The calling convention only defines what registers are call-preserved vs. call-clobbered, and where to find stack args.

It's 100% up to the function how it goes about making sure its return address is available somewhere when it's ready to return. The most trivial and efficient way to handle that is to just leave it in LR the whole time, in a leaf function. (A function that doesn't call others: it's a leaf in the call graph / tree).

Compilers in practice will usually just leave it in LR in leaf functions, even with optimization disabled. GCC for example sets up a frame pointer with optimization disabled, but still doesn't store/reload LR when it knows it didn't need so many scratch registers that it wanted to use LR.

Otherwise in non-leaf functions, normal compilers will typically store it to the stack, but if they wanted to they could for example save R4 to the stack and mov r4, lr, then restore LR and reload R4 when they're ready to return.

A non-rentrant / non-threadsafe function could in theory save its return address in static storage, if it wanted to.
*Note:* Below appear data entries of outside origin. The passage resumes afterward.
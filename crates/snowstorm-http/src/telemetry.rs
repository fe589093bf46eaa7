//! Console logging for the binaries.
//!
//! Events are filtered by `RUST_LOG` (default `info`) and printed through the
//! `tracing_subscriber::fmt` layer with thread ids, source locations and local
//! RFC 3339 timestamps.

use tracing_subscriber::{EnvFilter, layer::SubscriberExt, util::SubscriberInitExt};

pub fn init_telemetry() -> anyhow::Result<()> {
    tracing_subscriber::registry()
        .with(EnvFilter::try_from_default_env().unwrap_or_else(|_| "info".into()))
        .with(
            tracing_subscriber::fmt::layer()
                .with_thread_ids(true)
                .with_line_number(true)
                .with_target(false)
                .with_timer(tracing_subscriber::fmt::time::ChronoLocal::rfc_3339())
                .with_file(true)
                .with_writer(std::io::stderr),
        )
        .try_init()?;

    Ok(())
}
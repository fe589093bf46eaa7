//! HTTP surface over [`IdFactory`].
//!
//! Every route answers `GET` with a JSON array of ids. The optional query
//! parameter `n` sets the count (default 1, first value wins when repeated);
//! a non-numeric `n` or one above the configured maximum is rejected with
//! `400 {"error": "..."}`.
//!
//! | Path              | Layout                                        |
//! |-------------------|-----------------------------------------------|
//! | `/`               | 10 server bits, 12 sequence bits              |
//! | `/{srv}/{seq}`    | `srv` in 1..=13, `seq` in 0..=13, if they fit |
//! | `/internal/stats` | `{"server-id": N}`                            |
//!
//! Any other path is a 404.

pub mod config;


use crate::ApiError;
use axum::{
    Json, Router,
    extract::{Query, State, rejection::QueryRejection},
    routing::get,
};
use serde::Serialize;
use snowstorm::{IdFactory, Layout, TimeSource, WallClock};
use std::sync::Arc;

/// Largest server field exposed as a route.
pub const MAX_ROUTE_SERVER_BITS: u32 = 13;

/// Largest sequence field exposed as a route.
pub const MAX_ROUTE_SEQUENCE_BITS: u32 = 13;

struct Endpoint<T> {
    factory: IdFactory<T>,
    max_n: usize,
}

#[derive(Serialize)]
struct Stats {
    #[serde(rename = "server-id")]
    server_id: i64,
}

/// Builds the router for one server identity on the wall clock.
pub fn router(server_id: i64, max_n: usize) -> Router {
    router_with_time(server_id, max_n, WallClock::default())
}

/// Builds the router with every route sharing a copy of `time`.
pub fn router_with_time<T>(server_id: i64, max_n: usize, time: T) -> Router
where
    T: TimeSource + Clone + Send + Sync + 'static,
{
    let mut router = Router::new();

    for server_bits in 1..=MAX_ROUTE_SERVER_BITS {
        for sequence_bits in 0..=MAX_ROUTE_SEQUENCE_BITS {
            let Ok(layout) = Layout::new(server_bits, sequence_bits) else {
                continue;
            };
            router = router.route(
                &format!("/{server_bits}/{sequence_bits}"),
                endpoint(server_id, layout, max_n, time.clone()),
            );
        }
    }

    router
        .route(
            "/",
            endpoint(server_id, Layout::default(), max_n, time.clone()),
        )
        .route(
            "/internal/stats",
            get(move || async move { Json(Stats { server_id }) }),
        )
}

fn endpoint<T>(
    server_id: i64,
    layout: Layout,
    max_n: usize,
    time: T,
) -> axum::routing::MethodRouter
where
    T: TimeSource + Send + Sync + 'static,
{
    let endpoint = Arc::new(Endpoint {
        factory: IdFactory::with_time(server_id, layout, time),
        max_n,
    });
    get(ids::<T>).with_state(endpoint)
}

async fn ids<T>(
    State(endpoint): State<Arc<Endpoint<T>>>,
    query: Result<Query<Vec<(String, String)>>, QueryRejection>,
) -> Result<Json<Vec<i64>>, ApiError>
where
    T: TimeSource + Send + Sync + 'static,
{
    let Query(params) = query?;
    let first_n = params.iter().find(|(key, _)| key == "n");
    let n = match first_n.map(|(_, value)| value.as_str()) {
        None | Some("") => 1,
        Some(raw) => raw.parse::<usize>()?,
    };
    if n > endpoint.max_n {
        return Err(ApiError::TooMany {
            max: endpoint.max_n,
        });
    }
    Ok(Json(endpoint.factory.id_n(n)))
}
Source and GCC8.2 -O2 -mapcs-frame output from Godbolt, forcing it to generate an APCS (ARM Procedure Call Standard) stack frame even when it's not needed. (It looks like it has a similar effect to -fno-omit-frame-pointer which is on by default with optimization.)

void function_1(void){
   //some code here
}
function_1:
    bx      lr     @ with or without -mapcs-frame
void unknown_func(void);   // not visible to the compiler; can't inline
void function_2(void){
   function_1();   // inlined, or IPA optimized as pure and not needing to be called.
   unknown_func(); // tailcall
   unknown_func();
}
function_2:              @@ Without -macps-frame
    push    {r4, lr}         @ save LR like you expected
    bl      unknown_func
    pop     {r4, lr}         @ around a call
    b       unknown_func     @ but then tailcall for the 2nd call.

or with APCS:

    mov     ip, sp
    push    {fp, ip, lr, pc}
    sub     fp, ip, #4
    bl      unknown_func
    sub     sp, fp, #12
    ldm     sp, {fp, sp, lr}
    b       unknown_func
int func3(void){
    unknown_func();
    return 1;               // prevent tailcall
}
func3:           @@ Without -macps-frame
    push    {r4, lr}
    bl      unknown_func
    mov     r0, #1
    pop     {r4, pc}

Or with APCS:

func3:
    mov     ip, sp
    push    {fp, ip, lr, pc}
    sub     fp, ip, #4
    bl      unknown_func
    mov     r0, #1
    ldmfd   sp, {fp, sp, pc}

Since thumb interworking isn't needed (with the default compile options), GCC will pop the saved-LR into PC instead of just back into LR for bx lr.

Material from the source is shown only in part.